James Earl Carter Jr nasceu no dia 1º de outubro de 1924 na pequena cidade de Plains, na Geórgia Ele era o mais velho de quatro filhos.
O pai dele, segregacionista, havia iniciado o negócio de amendoim da família. A mãe, Lillian, era enfermeira registrada.
A experiência de Carter na Grande Depressão e a firme fé batista sustentaram sua filosofia política.
Estrela do basquete no ensino médio, ele passou sete anos na Marinha americana - período em que se casou com Rosalynn, uma amiga de sua irmã - e se tornou um oficial submarino. Mas, com a morte de seu pai em 1953, ele voltou para administrar a fazenda da família em dificuldades.
A colheita do primeiro ano falhou devido à seca, mas Carter recuperou o negócio e enriqueceu no processo.
Ele entrou na política pelo térreo, eleito para uma série de conselhos escolares e de bibliotecas locais, antes de concorrer ao Senado da Geórgia.
Ativista dos direitos civis
A política americana estava em chamas após a decisão da Suprema Corte de dessegregar as escolas.
Com sua formação como fazendeiro em um Estado do sul, era de se esperar que Carter se opusesse à reforma, mas ele tinha visões diferentes das de seu pai.

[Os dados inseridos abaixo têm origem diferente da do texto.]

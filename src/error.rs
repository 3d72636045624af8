//! Error types
//!
//! Configuration-surface failures carry the human-readable warning that is
//! reported back to the caller. Every variant maps onto one [`ErrorKind`].

use thiserror::Error;

/// Coarse classification of a [`MixError`]
#[derive(Debug, Clone, Copy, PartialEq, Eq, Hash)]
pub enum ErrorKind {
    /// A fin, actuator, output channel, coefficient or servo id is out of range
    NotFound,
    /// A connection references an input channel beyond the current sample
    IndexOutOfRange,
    /// The downstream command sink or hardware-profile service failed
    DownstreamUnavailable,
}

/// Errors raised by the mixing network, the registries and the controller
#[derive(Debug, Clone, PartialEq, Error)]
pub enum MixError {
    #[error("Fin {0} does not exist.")]
    FinNotFound(i64),

    #[error("Actuator {actuator} does not exist for fin {fin}.")]
    ActuatorNotFound { fin: i64, actuator: i64 },

    #[error("Output channel {channel} does not exist for fin {fin}, actuator {actuator}.")]
    OutputChannelNotFound { fin: i64, actuator: i64, channel: i64 },

    #[error(
        "Coefficient {id} does not exist for fin {fin}, actuator {actuator}, output channel {channel}."
    )]
    CoefficientNotFound {
        fin: i64,
        actuator: i64,
        channel: i64,
        id: i64,
    },

    #[error("Servo {0} does not exist.")]
    ServoNotFound(i64),

    #[error("Input channel {index} is out of range for a sample of {len} input(s).")]
    IndexOutOfRange { index: usize, len: usize },

    #[error("Downstream service unavailable: {0}")]
    DownstreamUnavailable(String),
}

impl MixError {
    pub fn kind(&self) -> ErrorKind {
        match self {
            MixError::FinNotFound(_)
            | MixError::ActuatorNotFound { .. }
            | MixError::OutputChannelNotFound { .. }
            | MixError::CoefficientNotFound { .. }
            | MixError::ServoNotFound(_) => ErrorKind::NotFound,
            MixError::IndexOutOfRange { .. } => ErrorKind::IndexOutOfRange,
            MixError::DownstreamUnavailable(_) => ErrorKind::DownstreamUnavailable,
        }
    }
}

/// Configuration loading errors
#[derive(Debug, Error)]
pub enum ConfigError {
    #[error("IO error: {0}")]
    Io(#[from] std::io::Error),

    #[error("TOML parse error: {0}")]
    Toml(#[from] toml::de::Error),

    #[error("JSON parse error: {0}")]
    Json(#[from] serde_json::Error),

    #[error("Invalid controller frequency: {0} (must be finite and > 0)")]
    InvalidFrequency(f64),

    #[error("Invalid connection retry period: {0} (must be finite and > 0)")]
    InvalidRetry(f64),

    #[error("Invalid value for {field}: {message}")]
    InvalidValue { field: String, message: String },
}

#[cfg(test)]
mod tests {
    use super::*;

    #[test]
    fn test_warning_text() {
        let err = MixError::CoefficientNotFound {
            fin: 0,
            actuator: 1,
            channel: 3,
            id: 2,
        };
        assert_eq!(
            err.to_string(),
            "Coefficient 2 does not exist for fin 0, actuator 1, output channel 3."
        );
        assert_eq!(MixError::FinNotFound(4).to_string(), "Fin 4 does not exist.");
    }

    #[test]
    fn test_kinds() {
        assert_eq!(MixError::ServoNotFound(9).kind(), ErrorKind::NotFound);
        assert_eq!(
            MixError::IndexOutOfRange { index: 3, len: 2 }.kind(),
            ErrorKind::IndexOutOfRange
        );
        assert_eq!(
            MixError::DownstreamUnavailable("usc".into()).kind(),
            ErrorKind::DownstreamUnavailable
        );
    }
}
#[cfg(test)]
mod tests {
    use super::*;
    use crate::transfer::Shape;

    fn tagged_fin(servo: i32) -> Fin {
        Fin::new(Actuator::new(servo), Actuator::default())
    }

    #[test]
    fn test_add_returns_sequential_ids() {
        let mut registry = FinRegistry::new();
        assert_eq!(registry.add_fin(tagged_fin(10)), 0);
        assert_eq!(registry.add_fin(tagged_fin(11)), 1);
        assert_eq!(registry.add_fin(tagged_fin(12)), 2);
        assert_eq!(registry.len(), 3);
    }

    #[test]
    fn test_remove_shifts_ids() {
        let mut registry = FinRegistry::new();
        registry.add_fin(tagged_fin(10));
        registry.add_fin(tagged_fin(11));
        registry.add_fin(tagged_fin(12));

        let removed = registry.remove_fin(0).unwrap();
        assert_eq!(removed.pitch.servo, 10);
        assert_eq!(registry.fin(0).unwrap().pitch.servo, 11);
        assert_eq!(registry.fin(1).unwrap().pitch.servo, 12);
        assert!(registry.fin(2).is_err());
    }

    #[test]
    fn test_out_of_range_leaves_state_unchanged() {
        let mut registry = FinRegistry::new();
        registry.add_fin(tagged_fin(1));
        let before = registry.to_vec();

        assert_eq!(registry.remove_fin(1).unwrap_err(), MixError::FinNotFound(1));
        assert!(registry.set_fin(3, tagged_fin(9)).is_err());
        assert!(registry
            .connect(2, ActuatorSlot::Pitch, Parameter::Phase, Connection::identity(0))
            .is_err());
        assert_eq!(registry.to_vec(), before);
    }

    #[test]
    fn test_set_fin_replaces_everything() {
        let mut registry = FinRegistry::new();
        registry.add_fin(tagged_fin(1));
        registry
            .connect(0, ActuatorSlot::Pitch, Parameter::Amplitude, Connection::identity(0))
            .unwrap();

        registry.set_fin(0, tagged_fin(2)).unwrap();
        let fin = registry.fin(0).unwrap();
        assert_eq!(fin.pitch.servo, 2);
        assert_eq!(fin.pitch.amplitude.coefficient_count(), 0);
    }

    #[test]
    fn test_set_fins_resizes() {
        let mut registry = FinRegistry::new();
        registry.add_fin(tagged_fin(1));
        registry.add_fin(tagged_fin(2));
        registry.add_fin(tagged_fin(3));
        let kept = registry.handle(0).unwrap();
        let dropped = registry.handle(2).unwrap();

        registry.set_fins(vec![tagged_fin(7), tagged_fin(8)]).unwrap();
        assert_eq!(registry.len(), 2);
        assert_eq!(registry.fin(1).unwrap().pitch.servo, 8);
        assert_eq!(registry.position_of(kept), Some(0));
        assert_eq!(registry.position_of(dropped), None);

        registry
            .set_fins(vec![tagged_fin(1), tagged_fin(2), tagged_fin(3), tagged_fin(4)])
            .unwrap();
        assert_eq!(registry.len(), 4);
        assert_eq!(registry.fin(3).unwrap().pitch.servo, 4);

        registry.set_fins(Vec::new()).unwrap();
        assert!(registry.is_empty());
    }

    #[test]
    fn test_handles_survive_other_removals() {
        let mut registry = FinRegistry::new();
        registry.add_fin(tagged_fin(1));
        registry.add_fin(tagged_fin(2));
        let second = registry.handle(1).unwrap();

        registry.remove_fin(0).unwrap();
        assert_eq!(registry.position_of(second), Some(0));
        assert_eq!(registry.fin_by_handle(second).unwrap().pitch.servo, 2);

        registry.remove_fin(0).unwrap();
        assert_eq!(registry.position_of(second), None);
        assert!(registry.fin_by_handle(second).is_none());
    }

    #[test]
    fn test_connect_and_disconnect() {
        let mut registry = FinRegistry::new();
        registry.add_fin(Fin::default());
        let slot = ActuatorSlot::Flap;
        let p = Parameter::Frequency;

        assert_eq!(registry.connect(0, slot, p, Connection::new(3, Shape::Ramp)).unwrap(), 0);
        assert_eq!(registry.connect(0, slot, p, Connection::new(1, Shape::Step)).unwrap(), 1);

        let removed = registry.disconnect(0, slot, p, 0).unwrap();
        assert_eq!(removed.input, 3);
        assert_eq!(registry.coefficient(0, slot, p, 0).unwrap().input, 1);

        let err = registry.disconnect(0, slot, p, 1).unwrap_err();
        assert_eq!(
            err,
            MixError::CoefficientNotFound {
                fin: 0,
                actuator: 1,
                channel: 0,
                id: 1
            }
        );
    }

    #[test]
    fn test_coefficient_accessors() {
        let mut registry = FinRegistry::new();
        registry.add_fin(Fin::default());
        let slot = ActuatorSlot::Pitch;
        let p = Parameter::Offset;

        registry
            .set_coefficients(0, slot, p, vec![Connection::identity(0), Connection::identity(1)])
            .unwrap();
        registry
            .set_coefficient(0, slot, p, 1, Connection::new(5, Shape::Absolute))
            .unwrap();
        let all = registry.coefficients(0, slot, p).unwrap();
        assert_eq!(all.len(), 2);
        assert_eq!(all[1], Connection::new(5, Shape::Absolute));
        assert!(registry
            .set_coefficient(0, slot, p, 2, Connection::identity(0))
            .is_err());
    }

    #[test]
    fn test_output_channel_accessors() {
        let mut registry = FinRegistry::new();
        registry.add_fin(Fin::default());
        registry
            .set_output_channel(0, ActuatorSlot::Pitch, Parameter::Amplitude, OutputChannel::new(0.5))
            .unwrap();
        assert_eq!(
            registry
                .output_channel(0, ActuatorSlot::Pitch, Parameter::Amplitude)
                .unwrap()
                .constant,
            0.5
        );
        let channels = registry.output_channels(0, ActuatorSlot::Pitch).unwrap();
        registry
            .set_output_channels(0, ActuatorSlot::Flap, channels)
            .unwrap();
        assert_eq!(registry.fin(0).unwrap().flap.amplitude.constant, 0.5);
    }

    #[test]
    fn test_assigned_order() {
        let mut registry = FinRegistry::new();
        registry.add_fin(Fin::new(Actuator::new(0), Actuator::new(1)));
        registry.add_fin(Fin::new(Actuator::default(), Actuator::default()));
        registry.add_fin(Fin::new(Actuator::default(), Actuator::new(2)));

        let order: Vec<_> = registry
            .assigned()
            .map(|(fin, slot, a)| (fin, slot, a.servo))
            .collect();
        assert_eq!(
            order,
            vec![
                (0, ActuatorSlot::Pitch, 0),
                (0, ActuatorSlot::Flap, 1),
                (2, ActuatorSlot::Flap, 2),
            ]
        );
    }
}
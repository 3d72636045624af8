//! Node Configuration
//!
//! Load-time settings read from TOML. Every field has a default, so an empty
//! document is a valid configuration.
//!
//! ```toml
//! fins = "fins.json"
//!
//! [controller]
//! frequency = 50.0
//! max_servos = 24
//!
//! [controller.gain]
//! amplitude = 0.5
//!
//! [connection]
//! retry = 0.1
//! ```

use std::path::{Path, PathBuf};

use serde::{Deserialize, Serialize};

use crate::actuator::Commands;
use crate::error::ConfigError;

// ---------------------------------------------------------------------------
// Serde default functions
// ---------------------------------------------------------------------------

const fn default_controller_frequency() -> f64 {
    50.0
}
const fn default_max_servos() -> usize {
    24
}
const fn default_gain() -> f64 {
    0.9
}
const fn default_retry() -> f64 {
    0.1
}
const fn default_expected_frequency() -> f64 {
    1.0
}

// ---------------------------------------------------------------------------
// GainConfig
// ---------------------------------------------------------------------------

/// Per-parameter smoothing gains given to every discovered servo \[1/s\]
#[derive(Debug, Clone, Copy, PartialEq, Serialize, Deserialize)]
pub struct GainConfig {
    #[serde(default = "default_gain")]
    pub frequency: f64,
    #[serde(default = "default_gain")]
    pub amplitude: f64,
    #[serde(default = "default_gain")]
    pub phase: f64,
    #[serde(default = "default_gain")]
    pub offset: f64,
}

impl Default for GainConfig {
    fn default() -> Self {
        Self {
            frequency: default_gain(),
            amplitude: default_gain(),
            phase: default_gain(),
            offset: default_gain(),
        }
    }
}

impl GainConfig {
    pub fn to_commands(&self) -> Commands {
        Commands::new(self.frequency, self.amplitude, self.phase, self.offset)
    }
}

// ---------------------------------------------------------------------------
// ControllerConfig
// ---------------------------------------------------------------------------

#[derive(Debug, Clone, PartialEq, Serialize, Deserialize)]
pub struct ControllerConfig {
    /// Tick rate in Hz (default: 50)
    #[serde(default = "default_controller_frequency")]
    pub frequency: f64,

    /// Upper bound on the number of servos taken from discovery
    #[serde(default = "default_max_servos")]
    pub max_servos: usize,

    #[serde(default)]
    pub gain: GainConfig,
}

impl Default for ControllerConfig {
    fn default() -> Self {
        Self {
            frequency: default_controller_frequency(),
            max_servos: default_max_servos(),
            gain: GainConfig::default(),
        }
    }
}

impl ControllerConfig {
    /// Tick period in seconds
    pub fn period(&self) -> f64 {
        1.0 / self.frequency
    }
}

// ---------------------------------------------------------------------------
// ConnectionConfig / DispatchConfig
// ---------------------------------------------------------------------------

#[derive(Debug, Clone, PartialEq, Serialize, Deserialize)]
pub struct ConnectionConfig {
    /// Seconds between discovery attempts while no servo is known
    #[serde(default = "default_retry")]
    pub retry: f64,
}

impl Default for ConnectionConfig {
    fn default() -> Self {
        Self {
            retry: default_retry(),
        }
    }
}

#[derive(Debug, Clone, PartialEq, Serialize, Deserialize)]
pub struct DispatchConfig {
    /// Nominal input sample rate in Hz
    #[serde(default = "default_expected_frequency")]
    pub expected_frequency: f64,
}

impl Default for DispatchConfig {
    fn default() -> Self {
        Self {
            expected_frequency: default_expected_frequency(),
        }
    }
}

// ---------------------------------------------------------------------------
// Config
// ---------------------------------------------------------------------------

#[derive(Debug, Clone, PartialEq, Default, Serialize, Deserialize)]
pub struct Config {
    #[serde(default)]
    pub controller: ControllerConfig,

    #[serde(default)]
    pub connection: ConnectionConfig,

    #[serde(default)]
    pub dispatch: DispatchConfig,

    /// Fin set loaded at start, relative paths resolve against the config file
    #[serde(default)]
    pub fins: Option<PathBuf>,
}

fn positive_finite(value: f64) -> bool {
    value.is_finite() && value > 0.0
}

impl Config {
    /// Validate configuration. Returns Err on invalid values.
    pub fn validate(&self) -> Result<(), ConfigError> {
        if !positive_finite(self.controller.frequency) {
            return Err(ConfigError::InvalidFrequency(self.controller.frequency));
        }
        if !positive_finite(self.connection.retry) {
            return Err(ConfigError::InvalidRetry(self.connection.retry));
        }
        if !positive_finite(self.dispatch.expected_frequency) {
            return Err(ConfigError::InvalidValue {
                field: "dispatch.expected_frequency".into(),
                message: format!("{} must be finite and > 0", self.dispatch.expected_frequency),
            });
        }

        let gain = &self.controller.gain;
        for (name, value) in [
            ("frequency", gain.frequency),
            ("amplitude", gain.amplitude),
            ("phase", gain.phase),
            ("offset", gain.offset),
        ] {
            if !(value.is_finite() && value >= 0.0) {
                return Err(ConfigError::InvalidValue {
                    field: format!("controller.gain.{}", name),
                    message: format!("{} must be finite and >= 0", value),
                });
            }
        }
        Ok(())
    }

    pub fn from_toml_str(content: &str) -> Result<Self, ConfigError> {
        let config: Self = toml::from_str(content)?;
        config.validate()?;
        Ok(config)
    }

    /// Load from TOML file.
    pub fn from_file(path: impl AsRef<Path>) -> Result<Self, ConfigError> {
        let path = path.as_ref();
        let content = std::fs::read_to_string(path)?;
        let mut config = Self::from_toml_str(&content)?;
        if let (Some(fins), Some(dir)) = (config.fins.as_ref(), path.parent()) {
            if fins.is_relative() {
                config.fins = Some(dir.join(fins));
            }
        }
        Ok(config)
    }
}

Enquanto servia dois mandatos no Senado estadual, ele evitou conflitos com segregacionistas, incluindo muitos do Partido Democrata.
Mas, ao se tornar governador da Geórgia em 1970, ele se tornou mais aberto em seu apoio aos direitos civis.
"Eu digo a vocês com toda a franqueza", ele declarou em seu discurso inaugural, "que o tempo da discriminação racial acabou."
Ele colocou fotos de Martin Luther King nas paredes do edifício do capitólio, enquanto a Ku Klux Klan se manifestava do lado de fora.
Ele garantiu que os afro-americanos fossem nomeados para cargos públicos.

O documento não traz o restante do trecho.